### What to produce
All of the data below should be written out exactly.

____

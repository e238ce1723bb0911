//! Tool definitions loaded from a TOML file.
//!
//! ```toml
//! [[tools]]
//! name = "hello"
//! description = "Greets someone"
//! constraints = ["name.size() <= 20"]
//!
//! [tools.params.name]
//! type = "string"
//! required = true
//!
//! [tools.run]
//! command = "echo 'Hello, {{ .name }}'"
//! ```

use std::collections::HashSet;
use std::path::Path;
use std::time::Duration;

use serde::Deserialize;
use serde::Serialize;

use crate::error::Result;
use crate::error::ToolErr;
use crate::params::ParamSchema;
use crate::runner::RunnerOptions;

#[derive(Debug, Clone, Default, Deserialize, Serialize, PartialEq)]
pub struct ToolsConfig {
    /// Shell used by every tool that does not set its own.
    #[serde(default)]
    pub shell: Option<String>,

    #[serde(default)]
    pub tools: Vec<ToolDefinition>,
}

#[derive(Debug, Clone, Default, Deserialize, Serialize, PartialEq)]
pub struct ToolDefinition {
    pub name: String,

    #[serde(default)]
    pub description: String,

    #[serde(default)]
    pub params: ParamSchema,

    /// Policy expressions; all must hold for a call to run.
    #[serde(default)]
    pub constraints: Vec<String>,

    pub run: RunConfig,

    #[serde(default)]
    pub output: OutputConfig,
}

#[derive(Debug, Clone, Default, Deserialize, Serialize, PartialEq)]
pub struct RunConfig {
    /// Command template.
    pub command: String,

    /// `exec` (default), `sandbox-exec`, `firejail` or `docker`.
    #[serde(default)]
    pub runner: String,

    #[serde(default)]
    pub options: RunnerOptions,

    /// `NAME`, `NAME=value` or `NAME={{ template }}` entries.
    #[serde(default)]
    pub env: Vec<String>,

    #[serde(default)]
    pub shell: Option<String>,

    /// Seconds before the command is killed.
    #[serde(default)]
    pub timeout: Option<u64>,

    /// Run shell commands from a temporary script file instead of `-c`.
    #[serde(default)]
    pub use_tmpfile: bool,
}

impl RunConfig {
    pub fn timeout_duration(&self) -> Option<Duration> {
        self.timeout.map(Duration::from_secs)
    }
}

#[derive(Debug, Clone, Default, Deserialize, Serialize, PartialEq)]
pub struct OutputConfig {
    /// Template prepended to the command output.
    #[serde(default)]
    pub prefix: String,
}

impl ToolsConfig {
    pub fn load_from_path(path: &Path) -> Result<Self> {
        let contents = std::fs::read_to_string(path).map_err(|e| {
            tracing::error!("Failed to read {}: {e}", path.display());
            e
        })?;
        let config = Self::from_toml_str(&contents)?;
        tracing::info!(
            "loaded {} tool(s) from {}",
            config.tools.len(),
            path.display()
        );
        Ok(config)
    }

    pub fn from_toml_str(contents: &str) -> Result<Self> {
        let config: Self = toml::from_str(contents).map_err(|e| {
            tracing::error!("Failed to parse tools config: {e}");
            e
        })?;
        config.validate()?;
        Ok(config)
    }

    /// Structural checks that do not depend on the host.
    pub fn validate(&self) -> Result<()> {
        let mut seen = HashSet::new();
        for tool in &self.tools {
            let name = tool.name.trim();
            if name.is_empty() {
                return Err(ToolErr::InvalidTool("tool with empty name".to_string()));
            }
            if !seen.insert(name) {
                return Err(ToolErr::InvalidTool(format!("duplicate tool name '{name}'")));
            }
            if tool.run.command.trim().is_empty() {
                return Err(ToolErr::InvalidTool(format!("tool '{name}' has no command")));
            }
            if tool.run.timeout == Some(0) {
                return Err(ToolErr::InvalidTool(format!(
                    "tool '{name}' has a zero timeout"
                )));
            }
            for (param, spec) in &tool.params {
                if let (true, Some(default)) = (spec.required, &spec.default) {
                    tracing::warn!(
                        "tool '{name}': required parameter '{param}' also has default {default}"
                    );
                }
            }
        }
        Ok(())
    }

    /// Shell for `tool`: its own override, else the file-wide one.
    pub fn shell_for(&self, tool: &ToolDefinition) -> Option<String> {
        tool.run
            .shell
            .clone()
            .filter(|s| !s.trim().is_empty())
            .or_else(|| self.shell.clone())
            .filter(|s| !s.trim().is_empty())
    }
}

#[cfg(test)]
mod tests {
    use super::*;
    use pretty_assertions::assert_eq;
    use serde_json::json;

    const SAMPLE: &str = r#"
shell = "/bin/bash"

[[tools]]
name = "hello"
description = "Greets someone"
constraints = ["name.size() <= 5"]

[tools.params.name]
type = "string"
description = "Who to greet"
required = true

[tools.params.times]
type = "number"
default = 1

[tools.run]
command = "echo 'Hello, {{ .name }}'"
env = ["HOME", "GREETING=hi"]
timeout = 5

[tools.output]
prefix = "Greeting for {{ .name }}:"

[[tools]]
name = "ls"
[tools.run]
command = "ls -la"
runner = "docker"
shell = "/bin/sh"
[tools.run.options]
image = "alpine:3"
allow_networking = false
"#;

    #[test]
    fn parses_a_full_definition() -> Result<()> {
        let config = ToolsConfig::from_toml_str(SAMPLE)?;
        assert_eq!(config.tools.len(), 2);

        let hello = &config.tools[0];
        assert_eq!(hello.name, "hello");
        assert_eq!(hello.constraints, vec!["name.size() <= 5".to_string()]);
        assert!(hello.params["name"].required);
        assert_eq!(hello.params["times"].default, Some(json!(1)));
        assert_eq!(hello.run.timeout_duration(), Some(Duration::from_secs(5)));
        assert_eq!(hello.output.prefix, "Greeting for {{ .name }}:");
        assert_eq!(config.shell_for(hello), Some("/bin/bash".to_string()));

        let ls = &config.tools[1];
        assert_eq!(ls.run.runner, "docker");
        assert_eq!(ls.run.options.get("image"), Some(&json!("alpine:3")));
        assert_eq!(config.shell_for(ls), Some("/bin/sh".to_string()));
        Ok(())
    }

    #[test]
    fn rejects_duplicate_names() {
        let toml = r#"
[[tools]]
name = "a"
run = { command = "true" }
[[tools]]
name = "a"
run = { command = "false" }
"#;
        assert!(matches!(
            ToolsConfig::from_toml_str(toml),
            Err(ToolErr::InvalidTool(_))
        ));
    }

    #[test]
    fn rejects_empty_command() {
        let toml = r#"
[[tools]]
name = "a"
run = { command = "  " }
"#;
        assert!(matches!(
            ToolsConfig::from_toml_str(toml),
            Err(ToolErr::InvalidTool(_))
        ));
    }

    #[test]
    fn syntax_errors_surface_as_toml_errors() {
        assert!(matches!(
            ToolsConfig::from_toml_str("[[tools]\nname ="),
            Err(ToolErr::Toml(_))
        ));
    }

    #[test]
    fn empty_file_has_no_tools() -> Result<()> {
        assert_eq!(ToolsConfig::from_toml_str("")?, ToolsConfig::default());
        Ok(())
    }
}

____

### Response to this exercise
repository e238ce1723bb0911
//! Tool definitions loaded from a TOML file.
//!
//! ```toml
//! [[tools]]
//! name = "hello"
//! description = "Greets someone"
//! constraints = ["name.size() <= 20"]
//!
//! [tools.params.name]
//! type = "string"
//! required = true
//!
//! [tools.run]
//! command = "echo 'Hello, {{ .name }}'"
//! ```

use std::collections::HashSet;
use std::path::Path;
use std::time::Duration;

use serde::Deserialize;
use serde::Serialize;

use crate::error::Result;
use crate::error::ToolErr;
use crate::params::ParamSchema;
use crate::runner::RunnerOptions;

#[derive(Debug, Clone, Default, Deserialize, Serialize, PartialEq)]
pub struct ToolsConfig {
    /// Shell used by every tool that does not set its own.
    #[serde(default)]
    pub shell: Option<String>,

    #[serde(default)]
    pub tools: Vec<ToolDefinition>,
}

#[derive(Debug, Clone, Default, Deserialize, Serialize, PartialEq)]
pub struct ToolDefinition {
    pub name: String,

    #[serde(default)]
    pub description: String,

    #[serde(default)]
    pub params: ParamSchema,

    /// Policy expressions; all must hold for a call to run.
    #[serde(default)]
    pub constraints: Vec<String>,

    pub run: RunConfig,

    #[serde(default)]
    pub output: OutputConfig,
}

#[derive(Debug, Clone, Default, Deserialize, Serialize, PartialEq)]
pub struct RunConfig {
    /// Command template.
    pub command: String,

    /// `exec` (default), `sandbox-exec`, `firejail` or `docker`.
    #[serde(default)]
    pub runner: String,

    #[serde(default)]
    pub options: RunnerOptions,

    /// `NAME`, `NAME=value` or `NAME={{ template }}` entries.
    #[serde(default)]
    pub env: Vec<String>,

    #[serde(default)]
    pub shell: Option<String>,

    /// Seconds before the command is killed.
    #[serde(default)]
    pub timeout: Option<u64>,

    /// Run shell commands from a temporary script file instead of `-c`.
    #[serde(default)]
    pub use_tmpfile: bool,
}

impl RunConfig {
    pub fn timeout_duration(&self) -> Option<Duration> {
        self.timeout.map(Duration::from_secs)
    }
}

#[derive(Debug, Clone, Default, Deserialize, Serialize, PartialEq)]
pub struct OutputConfig {
    /// Template prepended to the command output.
    #[serde(default)]
    pub prefix: String,
}

impl ToolsConfig {
    pub fn load_from_path(path: &Path) -> Result<Self> {
        let contents = std::fs::read_to_string(path).map_err(|e| {
            tracing::error!("Failed to read {}: {e}", path.display());
            e
        })?;
        let config = Self::from_toml_str(&contents)?;
        tracing::info!(
            "loaded {} tool(s) from {}",
            config.tools.len(),
            path.display()
        );
        Ok(config)
    }

    pub fn from_toml_str(contents: &str) -> Result<Self> {
        let config: Self = toml::from_str(contents).map_err(|e| {
            tracing::error!("Failed to parse tools config: {e}");
            e
        })?;
        config.validate()?;
        Ok(config)
    }

    /// Structural checks that do not depend on the host.
    pub fn validate(&self) -> Result<()> {
        let mut seen = HashSet::new();
        for tool in &self.tools {
            let name = tool.name.trim();
            if name.is_empty() {
                return Err(ToolErr::InvalidTool("tool with empty name".to_string()));
            }
            if !seen.insert(name) {
                return Err(ToolErr::InvalidTool(format!("duplicate tool name '{name}'")));
            }
            if tool.run.command.trim().is_empty() {
                return Err(ToolErr::InvalidTool(format!("tool '{name}' has no command")));
            }
            if tool.run.timeout == Some(0) {
                return Err(ToolErr::InvalidTool(format!(
                    "tool '{name}' has a zero timeout"
                )));
            }
            for (param, spec) in &tool.params {
                if let (true, Some(default)) = (spec.required, &spec.default) {
                    tracing::warn!(
                        "tool '{name}': required parameter '{param}' also has default {default}"
                    );
                }
            }
        }
        Ok(())
    }

    /// Shell for `tool`: its own override, else the file-wide one.
    pub fn shell_for(&self, tool: &ToolDefinition) -> Option<String> {
        tool.run
            .shell
            .clone()
            .filter(|s| !s.trim().is_empty())
            .or_else(|| self.shell.clone())
            .filter(|s| !s.trim().is_empty())
    }
}

#[cfg(test)]
mod tests {
    use super::*;
    use pretty_assertions::assert_eq;
    use serde_json::json;

    const SAMPLE: &str = r#"
shell = "/bin/bash"

[[tools]]
name = "hello"
description = "Greets someone"
constraints = ["name.size() <= 5"]

[tools.params.name]
type = "string"
description = "Who to greet"
required = true

[tools.params.times]
type = "number"
default = 1

[tools.run]
command = "echo 'Hello, {{ .name }}'"
env = ["HOME", "GREETING=hi"]
timeout = 5

[tools.output]
prefix = "Greeting for {{ .name }}:"

[[tools]]
name = "ls"
[tools.run]
command = "ls -la"
runner = "docker"
shell = "/bin/sh"
[tools.run.options]
image = "alpine:3"
allow_networking = false
"#;

    #[test]
    fn parses_a_full_definition() -> Result<()> {
        let config = ToolsConfig::from_toml_str(SAMPLE)?;
        assert_eq!(config.tools.len(), 2);

        let hello = &config.tools[0];
        assert_eq!(hello.name, "hello");
        assert_eq!(hello.constraints, vec!["name.size() <= 5".to_string()]);
        assert!(hello.params["name"].required);
        assert_eq!(hello.params["times"].default, Some(json!(1)));
        assert_eq!(hello.run.timeout_duration(), Some(Duration::from_secs(5)));
        assert_eq!(hello.output.prefix, "Greeting for {{ .name }}:");
        assert_eq!(config.shell_for(hello), Some("/bin/bash".to_string()));

        let ls = &config.tools[1];
        assert_eq!(ls.run.runner, "docker");
        assert_eq!(ls.run.options.get("image"), Some(&json!("alpine:3")));
        assert_eq!(config.shell_for(ls), Some("/bin/sh".to_string()));
        Ok(())
    }

    #[test]
    fn rejects_duplicate_names() {
        let toml = r#"
[[tools]]
name = "a"
run = { command = "true" }
[[tools]]
name = "a"
run = { command = "false" }
"#;
        assert!(matches!(
            ToolsConfig::from_toml_str(toml),
            Err(ToolErr::InvalidTool(_))
        ));
    }

    #[test]
    fn rejects_empty_command() {
        let toml = r#"
[[tools]]
name = "a"
run = { command = "  " }
"#;
        assert!(matches!(
            ToolsConfig::from_toml_str(toml),
            Err(ToolErr::InvalidTool(_))
        ));
    }

    #[test]
    fn syntax_errors_surface_as_toml_errors() {
        assert!(matches!(
            ToolsConfig::from_toml_str("[[tools]\nname ="),
            Err(ToolErr::Toml(_))
        ));
    }

    #[test]
    fn empty_file_has_no_tools() -> Result<()> {
        assert_eq!(ToolsConfig::from_toml_str("")?, ToolsConfig::default());
        Ok(())
    }
}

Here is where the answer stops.